Richard Lilford and David Rosser consider the value and accuracy of measuring individual surgical performance

Surgeons hand reaching for scalpel

Surgeons hand reaching for scalpel

Surgeons hand reaching for scalpel

The government has announced it will publish results for individual surgeons. The measured outcomes of surgery are dependent on two things: the quality of the surgery itself (“the signal”) and all the other factors that affect the outcome of interest (“the noise”).

‘Outcomes should not be used to judge surgeons if those outcomes are not sensitive to surgical practice’

The crucial factor determining the usefulness of any kind of league table is the ratio of the signal to the noise. When the signal is large relative to the noise, league tables can be expected to provide an accurate measure of surgical performance; when the signal is small relative to the noise, the league tables will be less accurate and a point is reached where they contain virtually no information at all.

It would be reasonable to assume that, as an example, damage to an important nerve during surgery to the head and neck is highly preventable; well over 20 per cent of damaged nerves could be prevented. That takes us to the steep part of the graph in the figure. Therefore, league tables have a good chance of identifying poor surgeons who are predisposed to sever nerves.

Other outcomes, however, depend much less on the quality of surgery. For example, the recurrence rate of a bowel tumour is influenced by numerous factors beyond the control of surgeons, who can therefore make only a small contribution to this outcome; bowel cancer deaths are likely to appear on the flat part of the graph.

Medical tray with syringe, pills and water

‘League tables can provide false reassurance and, if overinterpreted, will mask poor performance’

False reassurance

Outcomes should not be used to judge surgeons if those outcomes are not sensitive to surgical practice. When the surgeon has a large influence on outcome, it is plausible to use outcomes as a measure of quality. However there are other factors to consider.

We cannot be sure what proportion of bad outcomes is preventable. While it seems reasonable to surmise that the more technically difficult the operation, the more the outcome will depend on technical skill, it is difficult to be certain this reaches the steep part of the curve in the graph. As such complication or death rates from major surgery − such as heart operations in children or the removal of the pancreas − are more likely to be informative of surgical practice than complications from less demanding procedures, such as hysterectomy or varicose vein repair.

Statistical adjustment for case mix does not remove all sources of bias however.
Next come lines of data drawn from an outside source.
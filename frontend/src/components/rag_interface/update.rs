//! Update function of the root view.

use console_common::health::ServiceStatus;
use console_common::model::{
    SearchAndSummarizeRequest, SearchRequest, SearchType, SemanticSummarizeRequest,
    SummarizeQueryRequest,
};
use console_common::notify::BannerKind;
use gloo_console::{error, log, warn};
use gloo_timers::callback::Timeout;
use yew::platform::spawn_local;
use yew::prelude::*;

use crate::components::banner::BannerMessage;
use crate::components::request_state::RequestState;

use super::messages::Msg;
use super::state::{Mode, RagInterface};

pub fn update(component: &mut RagInterface, ctx: &Context<RagInterface>, msg: Msg) -> bool {
    match msg {
        Msg::CheckHealth => {
            component.health_retry = None;
            if component.health_in_flight {
                return false;
            }
            component.health_in_flight = true;
            let client = ctx.props().client.clone();
            let link = ctx.link().clone();
            spawn_local(async move {
                let result = client.check_health().await;
                link.send_message(Msg::HealthChecked(result));
            });
            false
        }
        Msg::HealthChecked(result) => {
            component.health_in_flight = false;
            let was_down = component.health.status() == ServiceStatus::Down;
            let failure = match result {
                Ok(report) if report.service_status() == ServiceStatus::Up => None,
                Ok(report) => Some(format!(
                    "service reported status {}",
                    report.status.unwrap_or_default()
                )),
                Err(err) => Some(err.to_string()),
            };

            match failure {
                None => {
                    component.health.record_success();
                    log!("RAG service is up");
                    if was_down && component.catalog.is_fallback() {
                        ctx.link().send_message(Msg::LoadIndexes);
                    }
                }
                Some(reason) => {
                    let next = component.health.record_failure();
                    error!(format!("Service health check failed: {reason}"));
                    match next {
                        Some(delay) => {
                            let link = ctx.link().clone();
                            let millis = u32::try_from(delay.as_millis()).unwrap_or(u32::MAX);
                            component.health_retry = Some(Timeout::new(millis, move || {
                                link.send_message(Msg::CheckHealth)
                            }));
                        }
                        None => {
                            warn!(format!(
                                "giving up health checks after {} attempts",
                                component.health.failures()
                            ));
                            push_banner(
                                component,
                                ctx,
                                BannerKind::Error,
                                "RAG service is unreachable. Use Retry to check again.".to_string(),
                            );
                        }
                    }
                }
            }
            true
        }
        Msg::RetryHealth => {
            component.health.reset();
            ctx.link().send_message(Msg::CheckHealth);
            true
        }

        Msg::LoadIndexes => {
            if component.catalog_loading {
                return false;
            }
            component.catalog_loading = true;
            let client = ctx.props().client.clone();
            let link = ctx.link().clone();
            spawn_local(async move {
                let result = client.list_indexes().await;
                link.send_message(Msg::IndexesLoaded(result));
            });
            true
        }
        Msg::IndexesLoaded(result) => {
            component.catalog_loading = false;
            if let Some(err) = component.catalog.apply_listing(result) {
                warn!(format!("Failed to load indexes, using defaults: {err}"));
            }
            component.selected_index = component
                .catalog
                .reconcile_selection(component.selected_index.as_deref());
            true
        }
        Msg::SelectIndex(name) => {
            component.selected_index = (!name.is_empty()).then_some(name);
            true
        }

        Msg::SetMode(mode) => {
            if component.mode != mode {
                component.mode = mode;
                component.clear_results();
            }
            true
        }
        Msg::SetSearchType(search_type) => {
            component.search_type = search_type;
            true
        }
        Msg::UpdateQuery(query) => {
            component.query = query;
            true
        }
        Msg::SetMaxResults(raw) => match raw.trim().parse::<u32>() {
            Ok(value) => {
                component.max_results = value.clamp(1, console_common::model::MAX_RESULT_SIZE);
                true
            }
            Err(_) => false,
        },
        Msg::SetMinScore(raw) => match raw.trim().parse::<f64>() {
            Ok(value) if value.is_finite() => {
                component.min_score = value.clamp(0.0, 1.0);
                true
            }
            _ => false,
        },
        Msg::UpdateCustomPrompt(prompt) => {
            component.custom_prompt = prompt;
            true
        }
        Msg::ToggleVectors => {
            component.show_vectors = !component.show_vectors;
            true
        }
        Msg::ToggleAdvanced => {
            component.show_advanced = !component.show_advanced;
            true
        }

        Msg::Submit => {
            if component.busy() {
                return false;
            }
            let index = component.selected_index.clone().unwrap_or_default();
            match component.mode {
                Mode::Search => submit_search(component, ctx, &index),
                Mode::Summarize => submit_summary(component, ctx, &index),
            }
            true
        }
        Msg::SearchFinished(result) => {
            component.search = match result {
                Ok(response) => RequestState::Ready(response),
                Err(err) => RequestState::Failed(err.display_message()),
            };
            true
        }
        Msg::SummaryFinished(result) => {
            component.summary = match result {
                Ok(response) => RequestState::Ready(response),
                Err(err) => RequestState::Failed(err.display_message()),
            };
            true
        }

        Msg::Notify(kind, text) => {
            push_banner(component, ctx, kind, text);
            true
        }
        Msg::DismissBanner(id) => {
            let before = component.banners.len();
            component.banners.retain(|b| b.id != id);
            component.banners.len() != before
        }

        Msg::ToggleAdmin => {
            component.admin_open = !component.admin_open;
            true
        }

        Msg::OpenFile(path) => {
            component.file_path = Some(path.clone());
            component.file = RequestState::Loading;
            let client = ctx.props().client.clone();
            let link = ctx.link().clone();
            spawn_local(async move {
                let result = client.file_content(&path).await;
                link.send_message(Msg::FileLoaded { path, result });
            });
            true
        }
        Msg::FileLoaded { path, result } => {
            // The viewer may have been closed or pointed elsewhere meanwhile.
            if component.file_path.as_deref() != Some(path.as_str()) {
                return false;
            }
            component.file = match result {
                Ok(file) => RequestState::Ready(file),
                Err(err) => RequestState::Failed(err.display_message()),
            };
            true
        }
        Msg::CloseFile => {
            component.file_path = None;
            component.file = RequestState::Idle;
            true
        }
    }
}

fn submit_search(component: &mut RagInterface, ctx: &Context<RagInterface>, index: &str) {
    let request = match SearchRequest::new(&component.query, index) {
        Ok(request) => request
            .size(component.max_results)
            .min_score(component.min_score)
            .include_embeddings(component.show_vectors),
        Err(err) => {
            component.search = RequestState::Failed(err.to_string());
            return;
        }
    };

    component.summary = RequestState::Idle;
    component.search = RequestState::Loading;
    component.search_had_vectors = request.include_embeddings;

    let client = ctx.props().client.clone();
    let link = ctx.link().clone();
    let search_type = component.search_type;
    spawn_local(async move {
        let result = match search_type {
            SearchType::Vector => client.search(&request).await,
            SearchType::Hybrid => client.search_hybrid(&request).await,
        };
        link.send_message(Msg::SearchFinished(result));
    });
}

fn submit_summary(component: &mut RagInterface, ctx: &Context<RagInterface>, index: &str) {
    let request = match SummarizeQueryRequest::new(&component.query, index) {
        Ok(request) => request
            .max_results(component.max_results)
            .min_score(component.min_score)
            .custom_prompt(&component.custom_prompt),
        Err(err) => {
            component.summary = RequestState::Failed(err.to_string());
            return;
        }
    };

    component.search = RequestState::Idle;
    component.summary = RequestState::Loading;

    let client = ctx.props().client.clone();
    let link = ctx.link().clone();
    let search_type = component.search_type;
    spawn_local(async move {
        let result = match search_type {
            SearchType::Vector => match client.summarize_query(&request).await {
                // Older service builds only expose the combined endpoint.
                Err(err) if err.status() == Some(404) => {
                    warn!("summarize-query not available, using search-and-summarize");
                    client
                        .search_and_summarize(&SearchAndSummarizeRequest::from(&request))
                        .await
                }
                other => other,
            },
            SearchType::Hybrid => {
                let request = SemanticSummarizeRequest::new(request).search_type(SearchType::Hybrid);
                client.semantic_summarize(&request).await
            }
        };
        link.send_message(Msg::SummaryFinished(result));
    });
}

/// Adds a banner and schedules its dismissal.
fn push_banner(component: &mut RagInterface, ctx: &Context<RagInterface>, kind: BannerKind, text: String) {
    let banner = BannerMessage::new(kind, text);
    let id = banner.id;
    component.banners.push(banner);

    let link = ctx.link().clone();
    let millis = u32::try_from(kind.dismiss_after().as_millis()).unwrap_or(u32::MAX);
    wasm_bindgen_futures::spawn_local(async move {
        gloo_timers::future::TimeoutFuture::new(millis).await;
        link.send_message(Msg::DismissBanner(id));
    });
}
Surgeons attract different caseloads and the best surgeons are often given the trickiest cases. It is a mistake to think case mix adjustment eliminates the influence of all confounding factors, leaving only quality of care as the cause of variation. In fact, case mix adjustment can sometimes even exaggerate the very bias it is designed to counteract.
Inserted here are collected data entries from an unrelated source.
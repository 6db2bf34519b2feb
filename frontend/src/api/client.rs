//! `RagApiClient`: one method per service operation, built on `gloo-net`.
//!
//! The client is constructed once from an [`ApiConfig`] and shared through an `Rc`. Every call
//! goes through [`RagApiClient::call`], which
//! - logs the outgoing request and any failure to the browser console,
//! - aborts the fetch through an `AbortController` once the configured timeout elapses,
//! - maps transport failures to [`ApiError::Network`] and non-2xx answers to
//!   [`ApiError::Backend`] carrying the server's own message when it sent one.

use std::cell::Cell;
use std::rc::Rc;
use std::time::Duration;

use console_common::api::{ApiConfig, ApiError, Endpoint, Method, Operation, API_URL_ENV};
use console_common::health::HealthReport;
use console_common::model::{
    FileContent, IndexAck, IndexExists, IndexListing, IndexName, SearchAndSummarizeRequest,
    SearchRequest, SearchResponse, SemanticSummarizeRequest, SummarizeQueryRequest,
    SummaryResponse, UploadRequest, UploadResponse,
};
use gloo_console::{error, log};
use gloo_net::http::Request;
use gloo_timers::callback::Timeout;
use serde::de::DeserializeOwned;
use serde::Serialize;
use wasm_bindgen::JsValue;
use web_sys::AbortController;

#[derive(Debug, Clone, PartialEq)]
pub struct RagApiClient {
    config: ApiConfig,
}

impl RagApiClient {
    pub fn new(config: ApiConfig) -> Self {
        Self { config }
    }

    /// Client configured from the `RAG_API_URL` value baked in at build time.
    pub fn from_build_env() -> Self {
        let base_url = option_env!("RAG_API_URL");
        let config = ApiConfig::from_base_url(base_url);
        if config.is_same_origin() {
            log!(format!("{API_URL_ENV} not set, using same-origin requests"));
        } else {
            log!(format!("RAG service at {}", config.base_url()));
        }
        Self::new(config)
    }

    pub fn config(&self) -> &ApiConfig {
        &self.config
    }

    pub async fn check_health(&self) -> Result<HealthReport, ApiError> {
        self.call(Endpoint::health(), None).await
    }

    pub async fn list_indexes(&self) -> Result<Vec<String>, ApiError> {
        let listing: IndexListing = self.call(Endpoint::list_indexes(), None).await?;
        Ok(listing.into_names())
    }

    pub async fn create_index(&self, name: &IndexName) -> Result<IndexAck, ApiError> {
        self.call(Endpoint::create_index(name), None).await
    }

    pub async fn delete_index(&self, name: &str) -> Result<IndexAck, ApiError> {
        self.call(Endpoint::delete_index(name), None).await
    }

    pub async fn index_exists(&self, name: &str) -> Result<IndexExists, ApiError> {
        self.call(Endpoint::index_exists(name), None).await
    }

    pub async fn upload_csv(&self, request: &UploadRequest) -> Result<UploadResponse, ApiError> {
        let endpoint = Endpoint::upload_csv();
        let body = encode(endpoint.operation, request)?;
        self.call(endpoint, Some(body)).await
    }

    pub async fn search(&self, request: &SearchRequest) -> Result<SearchResponse, ApiError> {
        let endpoint = Endpoint::search();
        let body = encode(endpoint.operation, request)?;
        self.call(endpoint, Some(body)).await
    }

    pub async fn search_hybrid(&self, request: &SearchRequest) -> Result<SearchResponse, ApiError> {
        let endpoint = Endpoint::search_hybrid();
        let body = encode(endpoint.operation, request)?;
        self.call(endpoint, Some(body)).await
    }

    pub async fn summarize_query(
        &self,
        request: &SummarizeQueryRequest,
    ) -> Result<SummaryResponse, ApiError> {
        let endpoint = Endpoint::summarize_query();
        let body = encode(endpoint.operation, request)?;
        self.call(endpoint, Some(body)).await
    }

    pub async fn semantic_summarize(
        &self,
        request: &SemanticSummarizeRequest,
    ) -> Result<SummaryResponse, ApiError> {
        let endpoint = Endpoint::semantic_summarize();
        let body = encode(endpoint.operation, request)?;
        self.call(endpoint, Some(body)).await
    }

    pub async fn search_and_summarize(
        &self,
        request: &SearchAndSummarizeRequest,
    ) -> Result<SummaryResponse, ApiError> {
        let endpoint = Endpoint::search_and_summarize();
        let body = encode(endpoint.operation, request)?;
        self.call(endpoint, Some(body)).await
    }

    pub async fn file_content(&self, path: &str) -> Result<FileContent, ApiError> {
        self.call(Endpoint::file_content(path), None).await
    }

    async fn call<T: DeserializeOwned>(
        &self,
        endpoint: Endpoint,
        json_body: Option<String>,
    ) -> Result<T, ApiError> {
        let operation = endpoint.operation;
        let url = self.config.url(&endpoint.path);
        log!(format!("{} {}", endpoint.method.as_str(), endpoint.path));

        let controller = AbortController::new()
            .map_err(|err| ApiError::network(operation, &js_error_text(&err)))?;
        let timed_out = Rc::new(Cell::new(false));
        // Dropped when this call returns, which cancels the pending abort.
        let _deadline = {
            let controller = controller.clone();
            let timed_out = timed_out.clone();
            Timeout::new(timeout_millis(self.config.timeout), move || {
                timed_out.set(true);
                controller.abort();
            })
        };

        let mut builder = match endpoint.method {
            Method::Get => Request::get(&url),
            Method::Post => Request::post(&url),
            Method::Delete => Request::delete(&url),
        }
        .header("Accept", "application/json")
        .abort_signal(Some(&controller.signal()));
        if !endpoint.query.is_empty() {
            builder = builder.query(endpoint.query.iter().map(|(k, v)| (*k, v.as_str())));
        }

        let request = match json_body {
            Some(body) => builder.header("Content-Type", "application/json").body(body),
            None => builder.build(),
        }
        .map_err(|err| ApiError::network(operation, &err.to_string()))?;

        let response = match request.send().await {
            Ok(response) => response,
            Err(err) => {
                let reason = if timed_out.get() {
                    timeout_text(self.config.timeout)
                } else {
                    err.to_string()
                };
                error!(format!("{} {} failed: {reason}", endpoint.method.as_str(), endpoint.path));
                return Err(ApiError::network(operation, &reason));
            }
        };

        let status = response.status();
        let text = response
            .text()
            .await
            .map_err(|err| ApiError::decode(operation, &err.to_string()))?;

        if !response.ok() {
            let err = ApiError::from_response(operation, status, &text);
            error!(format!("{} {} -> {status}: {err}", endpoint.method.as_str(), endpoint.path));
            return Err(err);
        }

        decode_body(operation, &text)
    }
}

fn encode<B: Serialize>(operation: Operation, body: &B) -> Result<String, ApiError> {
    serde_json::to_string(body).map_err(|err| ApiError::decode(operation, &err.to_string()))
}

/// Decodes a 2xx body. An empty body is read as `{}` so acknowledgements without payload
/// still decode into their all-optional types.
fn decode_body<T: DeserializeOwned>(operation: Operation, text: &str) -> Result<T, ApiError> {
    let text = if text.trim().is_empty() { "{}" } else { text };
    serde_json::from_str(text).map_err(|err| ApiError::decode(operation, &err.to_string()))
}

fn timeout_millis(timeout: Duration) -> u32 {
    u32::try_from(timeout.as_millis()).unwrap_or(u32::MAX)
}

fn timeout_text(timeout: Duration) -> String {
    format!("request timed out after {}s", timeout.as_secs())
}

fn js_error_text(value: &JsValue) -> String {
    value.as_string().unwrap_or_else(|| format!("{value:?}"))
}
We must also consider random variation in any measurement. The number of operations of a given type a surgeon carries out can be rather small, yielding wide confidence limits. As a result, league tables will provide false reassurance and, if overinterpreted, will mask poor performance.

Cherry picking

As practice improves, league tables will vitiate their own success and become less useful diagnostically; as surgeons with the worst rates improve or desist, so variance between them decreases and the information content of outcome rates will diminish.

Doctor looking at xray

‘There are lots of real problems with the idea of investigating surgeons according to their outcome rates’

Furthermore, the risk of sanction may discourage surgeons from operating on the patients who are most ill, yet these are often the very cases where surgery can have the biggest impact. In the particular case of heart surgery, league tables have not resulted in progressively lower risk cases being selected over time but, with no counterfactual, we do not know what would have happened had there been no league table. Moreover, there is evidence from a recent systematic review that ”cherry picking” is a risk overall.

Therefore, there are lots of real problems with the idea of investigating surgeons according to their outcome rates, or even with picking your surgeon on this basis. On the other hand, there are occasions when the signal really does stem from the noise and where harm can be prevented by the league table approach. Moreover, concern generated by high profile cases is hard to ignore; indeed it would be wrong to do so.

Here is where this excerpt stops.